The little hall and stairway were carpeted in cherry red, the glossy walls were an agreeable oyster-white. This scheme was continued in a quite sizeable drawing-room. The two bow windows curtained in red and white stripes were large and the whole interior remarkably light for a London room. For some twenty years he had vaguely regretted the murkiness of his service flat.
Without warning he was overtaken by an experience that a less sophisticated man might have been tempted to call hallucinatory. He saw, with the utmost clarity, his own possessions occupying this light-hearted room. The Chippendale wall-desk, the crimson sofa with its companion table, the big red glass goblet, the Agatha Troy landscape, the late Georgian bookcase: all were harmoniously accommodated. When the youth opened double-doors into a small dining-room, Mr Whipplestone saw at a glance that his chairs were of precisely the right size and character.

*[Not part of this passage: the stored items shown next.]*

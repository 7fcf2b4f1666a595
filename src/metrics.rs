//! Prometheus metrics.
//!
//! Exposes:
//! - `insider_graph_command_duration_seconds` / `insider_graph_command_total` (CLI commands)
//! - `insider_graph_ingestion_runs_total` and `insider_graph_ingestion_run_duration_seconds`
//! - `insider_graph_articles_total` (per-article outcome)
//! - `insider_graph_qa_requests_total` and `insider_graph_qa_duration_seconds`
//! - `insider_graph_http_requests_total` (route and status)
//! - process metrics via `process` collector

use std::time::Duration;

use once_cell::sync::Lazy;
use prometheus::process_collector::ProcessCollector;
use prometheus::{
    default_registry, register_histogram_vec, register_int_counter_vec, register_int_gauge_vec,
    Encoder, HistogramVec, IntCounterVec, IntGaugeVec, TextEncoder,
};
use tracing::warn;

static PROCESS_COLLECTOR: Lazy<()> = Lazy::new(|| {
    if let Err(err) = default_registry().register(Box::new(ProcessCollector::for_self())) {
        warn!("Failed to register process collector: {}", err);
    }
});

static COMMAND_DURATION: Lazy<HistogramVec> = Lazy::new(|| {
    // Exponential buckets from 50ms up to ~3 minutes.
    let buckets =
        prometheus::exponential_buckets(0.05, 2.0, 14).expect("failed to create histogram buckets");
    register_histogram_vec!(
        "insider_graph_command_duration_seconds",
        "CLI command duration in seconds",
        &["command"],
        buckets
    )
    .expect("failed to register command duration histogram")
});

static COMMAND_TOTAL: Lazy<IntCounterVec> = Lazy::new(|| {
    register_int_counter_vec!(
        "insider_graph_command_total",
        "Total command executions by status",
        &["command", "status"]
    )
    .expect("failed to register command counter")
});

static COMMAND_INFLIGHT: Lazy<IntGaugeVec> = Lazy::new(|| {
    register_int_gauge_vec!(
        "insider_graph_command_inflight",
        "Number of in-flight commands",
        &["command"]
    )
    .expect("failed to register inflight gauge")
});

static INGESTION_RUNS: Lazy<IntCounterVec> = Lazy::new(|| {
    register_int_counter_vec!(
        "insider_graph_ingestion_runs_total",
        "Ingestion runs by status",
        &["status"]
    )
    .expect("failed to register ingestion run counter")
});

static INGESTION_DURATION: Lazy<HistogramVec> = Lazy::new(|| {
    // One run is a handful of model calls: 0.5s up to ~17 minutes.
    let buckets =
        prometheus::exponential_buckets(0.5, 2.0, 12).expect("failed to create histogram buckets");
    register_histogram_vec!(
        "insider_graph_ingestion_run_duration_seconds",
        "Ingestion run duration in seconds",
        &["status"],
        buckets
    )
    .expect("failed to register ingestion duration histogram")
});

static ARTICLES: Lazy<IntCounterVec> = Lazy::new(|| {
    register_int_counter_vec!(
        "insider_graph_articles_total",
        "Articles processed by outcome",
        &["outcome"]
    )
    .expect("failed to register article counter")
});

static QA_REQUESTS: Lazy<IntCounterVec> = Lazy::new(|| {
    register_int_counter_vec!(
        "insider_graph_qa_requests_total",
        "Questions answered by outcome",
        &["outcome"]
    )
    .expect("failed to register qa counter")
});

static QA_DURATION: Lazy<HistogramVec> = Lazy::new(|| {
    let buckets =
        prometheus::exponential_buckets(0.05, 2.0, 12).expect("failed to create histogram buckets");
    register_histogram_vec!(
        "insider_graph_qa_duration_seconds",
        "Question answering latency in seconds",
        &["outcome"],
        buckets
    )
    .expect("failed to register qa duration histogram")
});

static HTTP_REQUESTS: Lazy<IntCounterVec> = Lazy::new(|| {
    register_int_counter_vec!(
        "insider_graph_http_requests_total",
        "HTTP requests by route and status code",
        &["route", "status"]
    )
    .expect("failed to register http counter")
});

/// Ensure collectors are registered.
fn init_collectors() {
    Lazy::force(&PROCESS_COLLECTOR);
    Lazy::force(&COMMAND_DURATION);
    Lazy::force(&COMMAND_TOTAL);
    Lazy::force(&COMMAND_INFLIGHT);
    Lazy::force(&INGESTION_RUNS);
    Lazy::force(&INGESTION_DURATION);
    Lazy::force(&ARTICLES);
    Lazy::force(&QA_REQUESTS);
    Lazy::force(&QA_DURATION);
    Lazy::force(&HTTP_REQUESTS);
}

/// Increment inflight gauge for a command.
pub fn record_command_start(command: &'static str) {
    init_collectors();
    COMMAND_INFLIGHT.with_label_values(&[command]).inc();
}

/// Record command completion with duration and status.
pub fn record_command_result(command: &'static str, duration: Duration, success: bool) {
    init_collectors();
    COMMAND_INFLIGHT.with_label_values(&[command]).dec();
    COMMAND_DURATION
        .with_label_values(&[command])
        .observe(duration.as_secs_f64());
    COMMAND_TOTAL
        .with_label_values(&[command, if success { "ok" } else { "error" }])
        .inc();
}

/// Record a finished ingestion run.
pub fn record_ingestion_run(duration: Duration, success: bool) {
    init_collectors();
    let status = if success { "ok" } else { "error" };
    INGESTION_RUNS.with_label_values(&[status]).inc();
    INGESTION_DURATION
        .with_label_values(&[status])
        .observe(duration.as_secs_f64());
}

/// Record the outcome of one article (`merged`, `skipped_extraction`, ...).
pub fn record_article(outcome: &str) {
    init_collectors();
    ARTICLES.with_label_values(&[outcome]).inc();
}

/// Record an answered (or failed) question.
pub fn record_qa(outcome: &str, duration: Duration) {
    init_collectors();
    QA_REQUESTS.with_label_values(&[outcome]).inc();
    QA_DURATION
        .with_label_values(&[outcome])
        .observe(duration.as_secs_f64());
}

/// Record an HTTP response.
pub fn record_http(route: &str, status: u16) {
    init_collectors();
    let status = status.to_string();
    HTTP_REQUESTS
        .with_label_values(&[route, status.as_str()])
        .inc();
}

/// Render all registered metrics in the Prometheus text format.
pub fn render() -> Result<(String, Vec<u8>), prometheus::Error> {
    init_collectors();
    let encoder = TextEncoder::new();
    let metric_families = prometheus::gather();
    let mut buffer = Vec::new();
    encoder.encode(&metric_families, &mut buffer)?;
    Ok((encoder.format_type().to_string(), buffer))
}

He dismissed these visions. ‘The partition folds back,’ he said with a brave show of indifference, ‘to form one room, I suppose?’
‘Yar,’ said the youth and folded it back. He opened red and white striped curtains in the rear wall and revealed a courtyard and tub-garden.
‘Lose the sun,’ Mr Whipplestone sneered, keeping his head, ‘Get none in the winter.’
It was, however, receiving its full quota now.
‘Damp,’ persisted Mr Whipplestone defiantly. ‘Extra expense. Have to be kept up.’ And he thought: ‘I’d do better to hold my tongue.’
The kitchen was on the left of the dining-room. It was a modernized affair with a service hatch. ‘Cramped!’ Mr Whipplestone thought of saying but his heart was not in it.
The stairs were steep which ought to have been a comfort. Awkward for trays and luggage and suppose one died how would they get one out of it? He said nothing.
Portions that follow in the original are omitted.